┏━━

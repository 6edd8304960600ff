//! Static blocking-rule tables, one per dataset type.
//!
//! Tables are ordered most selective first. Order decides which rule a
//! matcher applies first; it does not rank matches.

use serde::{Deserialize, Serialize};

use crate::classifier::{ClassifierId, DatasetType};

/// Matching tier.
#[derive(Debug, Clone, Copy, PartialEq, Eq, Hash, Serialize, Deserialize)]
#[serde(rename_all = "snake_case")]
pub enum Tier {
    /// Rows match when a rule's predicate holds.
    Deterministic,
    /// Rule predicates only limit candidate pairs; comparators score them.
    Probabilistic,
}

impl std::fmt::Display for Tier {
    fn fmt(&self, f: &mut std::fmt::Formatter<'_>) -> std::fmt::Result {
        match self {
            Tier::Deterministic => f.write_str("deterministic"),
            Tier::Probabilistic => f.write_str("probabilistic"),
        }
    }
}

/// Predicate over two classified columns.
#[derive(Debug, Clone, Copy, PartialEq, Eq, Serialize, Deserialize)]
#[serde(tag = "kind", rename_all = "snake_case")]
pub enum PairPredicate {
    /// Left values within `max_edits` edits of each other, right values equal.
    FuzzyLeftExactRight { max_edits: usize },
    /// Left values share their first `len` characters, right values equal.
    PrefixLeftExactRight { len: usize },
}

/// Rule expression in terms of classifier placeholders.
#[derive(Debug, Clone, Copy, PartialEq, Eq, Serialize)]
#[serde(tag = "kind", rename_all = "snake_case")]
pub enum BlockExpr {
    /// All listed columns equal.
    Exact { columns: &'static [ClassifierId] },
    /// A symbolic predicate over two columns.
    Pair {
        left: ClassifierId,
        right: ClassifierId,
        predicate: PairPredicate,
    },
}

/// A declarative blocking rule.
#[derive(Debug, Clone, Copy, PartialEq, Eq, Serialize)]
pub struct BlockingRule {
    pub name: &'static str,
    pub tier: Tier,
    pub expression: BlockExpr,
}

impl BlockingRule {
    /// Classifiers that must be present for the rule to apply.
    pub fn required_columns(&self) -> Vec<ClassifierId> {
        match self.expression {
            BlockExpr::Exact { columns } => columns.to_vec(),
            BlockExpr::Pair { left, right, .. } => vec![left, right],
        }
    }

    /// Whether every required classifier is available.
    pub fn is_satisfiable(&self, available: impl Fn(ClassifierId) -> bool) -> bool {
        self.required_columns().into_iter().all(available)
    }
}

const fn exact(name: &'static str, tier: Tier, columns: &'static [ClassifierId]) -> BlockingRule {
    BlockingRule {
        name,
        tier,
        expression: BlockExpr::Exact { columns },
    }
}

const fn pair(
    name: &'static str,
    left: ClassifierId,
    right: ClassifierId,
    predicate: PairPredicate,
) -> BlockingRule {
    BlockingRule {
        name,
        tier: Tier::Probabilistic,
        expression: BlockExpr::Pair {
            left,
            right,
            predicate,
        },
    }
}

use ClassifierId::*;
use Tier::{Deterministic, Probabilistic};

/// Rules for person datasets.
pub const PERSON_RULES: &[BlockingRule] = &[
    exact(
        "exact_name_and_email",
        Deterministic,
        &[PersonFirstName, PersonLastName, PersonEmail],
    ),
    exact(
        "exact_name_and_phone",
        Deterministic,
        &[PersonFirstName, PersonLastName, PersonPhone],
    ),
    exact("exact_email", Deterministic, &[PersonEmail]),
    exact("exact_phone", Deterministic, &[PersonPhone]),
    exact("exact_social", Deterministic, &[PersonSocial]),
    exact("exact_website", Deterministic, &[PersonWebsite]),
    pair(
        "fuzzy_first_name_exact_last_name",
        PersonFirstName,
        PersonLastName,
        PairPredicate::FuzzyLeftExactRight { max_edits: 2 },
    ),
    pair(
        "first_initial_exact_last_name",
        PersonFirstName,
        PersonLastName,
        PairPredicate::PrefixLeftExactRight { len: 1 },
    ),
    exact("exact_last_name", Probabilistic, &[PersonLastName]),
];

/// Rules for company datasets.
pub const COMPANY_RULES: &[BlockingRule] = &[
    exact(
        "exact_name_and_website",
        Deterministic,
        &[CompanyName, CompanyWebsite],
    ),
    exact("exact_name_and_phone", Deterministic, &[CompanyName, CompanyPhone]),
    exact("exact_email", Deterministic, &[CompanyEmail]),
    exact("exact_phone", Deterministic, &[CompanyPhone]),
    exact("exact_website", Deterministic, &[CompanyWebsite]),
    exact("exact_social", Deterministic, &[CompanySocial]),
    pair(
        "fuzzy_name_exact_phone",
        CompanyName,
        CompanyPhone,
        PairPredicate::FuzzyLeftExactRight { max_edits: 2 },
    ),
    exact("exact_name", Probabilistic, &[CompanyName]),
];

/// The rule table for a dataset type.
pub fn rules_for(dataset_type: DatasetType) -> &'static [BlockingRule] {
    match dataset_type {
        DatasetType::Person => PERSON_RULES,
        DatasetType::Company => COMPANY_RULES,
    }
}

#[cfg(test)]
mod tests {
    use super::*;

    #[test]
    fn test_rules_stay_in_their_namespace() {
        for dataset_type in DatasetType::ALL {
            for rule in rules_for(dataset_type) {
                for id in rule.required_columns() {
                    assert_eq!(id.namespace(), dataset_type, "rule {}", rule.name);
                }
            }
        }
    }

    #[test]
    fn test_deterministic_rules_come_first() {
        for dataset_type in DatasetType::ALL {
            let tiers: Vec<Tier> = rules_for(dataset_type).iter().map(|r| r.tier).collect();
            let first_probabilistic = tiers
                .iter()
                .position(|t| *t == Probabilistic)
                .unwrap_or(tiers.len());
            assert!(tiers[first_probabilistic..].iter().all(|t| *t == Probabilistic));
        }
    }

    #[test]
    fn test_satisfiable() {
        let rule = &PERSON_RULES[0];
        assert!(rule.is_satisfiable(|_| true));
        assert!(!rule.is_satisfiable(|id| id != PersonEmail));
    }
}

┗━━

May I have all of the records repeated exactly?

RESPONSE:
repository 6edd8304960600ff
//! Static blocking-rule tables, one per dataset type.
//!
//! Tables are ordered most selective first. Order decides which rule a
//! matcher applies first; it does not rank matches.

use serde::{Deserialize, Serialize};

use crate::classifier::{ClassifierId, DatasetType};

/// Matching tier.
#[derive(Debug, Clone, Copy, PartialEq, Eq, Hash, Serialize, Deserialize)]
#[serde(rename_all = "snake_case")]
pub enum Tier {
    /// Rows match when a rule's predicate holds.
    Deterministic,
    /// Rule predicates only limit candidate pairs; comparators score them.
    Probabilistic,
}

impl std::fmt::Display for Tier {
    fn fmt(&self, f: &mut std::fmt::Formatter<'_>) -> std::fmt::Result {
        match self {
            Tier::Deterministic => f.write_str("deterministic"),
            Tier::Probabilistic => f.write_str("probabilistic"),
        }
    }
}

/// Predicate over two classified columns.
#[derive(Debug, Clone, Copy, PartialEq, Eq, Serialize, Deserialize)]
#[serde(tag = "kind", rename_all = "snake_case")]
pub enum PairPredicate {
    /// Left values within `max_edits` edits of each other, right values equal.
    FuzzyLeftExactRight { max_edits: usize },
    /// Left values share their first `len` characters, right values equal.
    PrefixLeftExactRight { len: usize },
}

/// Rule expression in terms of classifier placeholders.
#[derive(Debug, Clone, Copy, PartialEq, Eq, Serialize)]
#[serde(tag = "kind", rename_all = "snake_case")]
pub enum BlockExpr {
    /// All listed columns equal.
    Exact { columns: &'static [ClassifierId] },
    /// A symbolic predicate over two columns.
    Pair {
        left: ClassifierId,
        right: ClassifierId,
        predicate: PairPredicate,
    },
}

/// A declarative blocking rule.
#[derive(Debug, Clone, Copy, PartialEq, Eq, Serialize)]
pub struct BlockingRule {
    pub name: &'static str,
    pub tier: Tier,
    pub expression: BlockExpr,
}

impl BlockingRule {
    /// Classifiers that must be present for the rule to apply.
    pub fn required_columns(&self) -> Vec<ClassifierId> {
        match self.expression {
            BlockExpr::Exact { columns } => columns.to_vec(),
            BlockExpr::Pair { left, right, .. } => vec![left, right],
        }
    }

    /// Whether every required classifier is available.
    pub fn is_satisfiable(&self, available: impl Fn(ClassifierId) -> bool) -> bool {
        self.required_columns().into_iter().all(available)
    }
}

const fn exact(name: &'static str, tier: Tier, columns: &'static [ClassifierId]) -> BlockingRule {
    BlockingRule {
        name,
        tier,
        expression: BlockExpr::Exact { columns },
    }
}

const fn pair(
    name: &'static str,
    left: ClassifierId,
    right: ClassifierId,
    predicate: PairPredicate,
) -> BlockingRule {
    BlockingRule {
        name,
        tier: Tier::Probabilistic,
        expression: BlockExpr::Pair {
            left,
            right,
            predicate,
        },
    }
}

use ClassifierId::*;
use Tier::{Deterministic, Probabilistic};

/// Rules for person datasets.
pub const PERSON_RULES: &[BlockingRule] = &[
    exact(
        "exact_name_and_email",
        Deterministic,
        &[PersonFirstName, PersonLastName, PersonEmail],
    ),
    exact(
        "exact_name_and_phone",
        Deterministic,
        &[PersonFirstName, PersonLastName, PersonPhone],
    ),
    exact("exact_email", Deterministic, &[PersonEmail]),
    exact("exact_phone", Deterministic, &[PersonPhone]),
    exact("exact_social", Deterministic, &[PersonSocial]),
    exact("exact_website", Deterministic, &[PersonWebsite]),
    pair(
        "fuzzy_first_name_exact_last_name",
        PersonFirstName,
        PersonLastName,
        PairPredicate::FuzzyLeftExactRight { max_edits: 2 },
    ),
    pair(
        "first_initial_exact_last_name",
        PersonFirstName,
        PersonLastName,
        PairPredicate::PrefixLeftExactRight { len: 1 },
    ),
    exact("exact_last_name", Probabilistic, &[PersonLastName]),
];

/// Rules for company datasets.
pub const COMPANY_RULES: &[BlockingRule] = &[
    exact(
        "exact_name_and_website",
        Deterministic,
        &[CompanyName, CompanyWebsite],
    ),
    exact("exact_name_and_phone", Deterministic, &[CompanyName, CompanyPhone]),
    exact("exact_email", Deterministic, &[CompanyEmail]),
    exact("exact_phone", Deterministic, &[CompanyPhone]),
    exact("exact_website", Deterministic, &[CompanyWebsite]),
    exact("exact_social", Deterministic, &[CompanySocial]),
    pair(
        "fuzzy_name_exact_phone",
        CompanyName,
        CompanyPhone,
        PairPredicate::FuzzyLeftExactRight { max_edits: 2 },
    ),
    exact("exact_name", Probabilistic, &[CompanyName]),
];

/// The rule table for a dataset type.
pub fn rules_for(dataset_type: DatasetType) -> &'static [BlockingRule] {
    match dataset_type {
        DatasetType::Person => PERSON_RULES,
        DatasetType::Company => COMPANY_RULES,
    }
}

#[cfg(test)]
mod tests {
    use super::*;

    #[test]
    fn test_rules_stay_in_their_namespace() {
        for dataset_type in DatasetType::ALL {
            for rule in rules_for(dataset_type) {
                for id in rule.required_columns() {
                    assert_eq!(id.namespace(), dataset_type, "rule {}", rule.name);
                }
            }
        }
    }

    #[test]
    fn test_deterministic_rules_come_first() {
        for dataset_type in DatasetType::ALL {
            let tiers: Vec<Tier> = rules_for(dataset_type).iter().map(|r| r.tier).collect();
            let first_probabilistic = tiers
                .iter()
                .position(|t| *t == Probabilistic)
                .unwrap_or(tiers.len());
            assert!(tiers[first_probabilistic..].iter().all(|t| *t == Probabilistic));
        }
    }

    #[test]
    fn test_satisfiable() {
        let rule = &PERSON_RULES[0];
        assert!(rule.is_satisfiable(|_| true));
        assert!(!rule.is_satisfiable(|id| id != PersonEmail));
    }
}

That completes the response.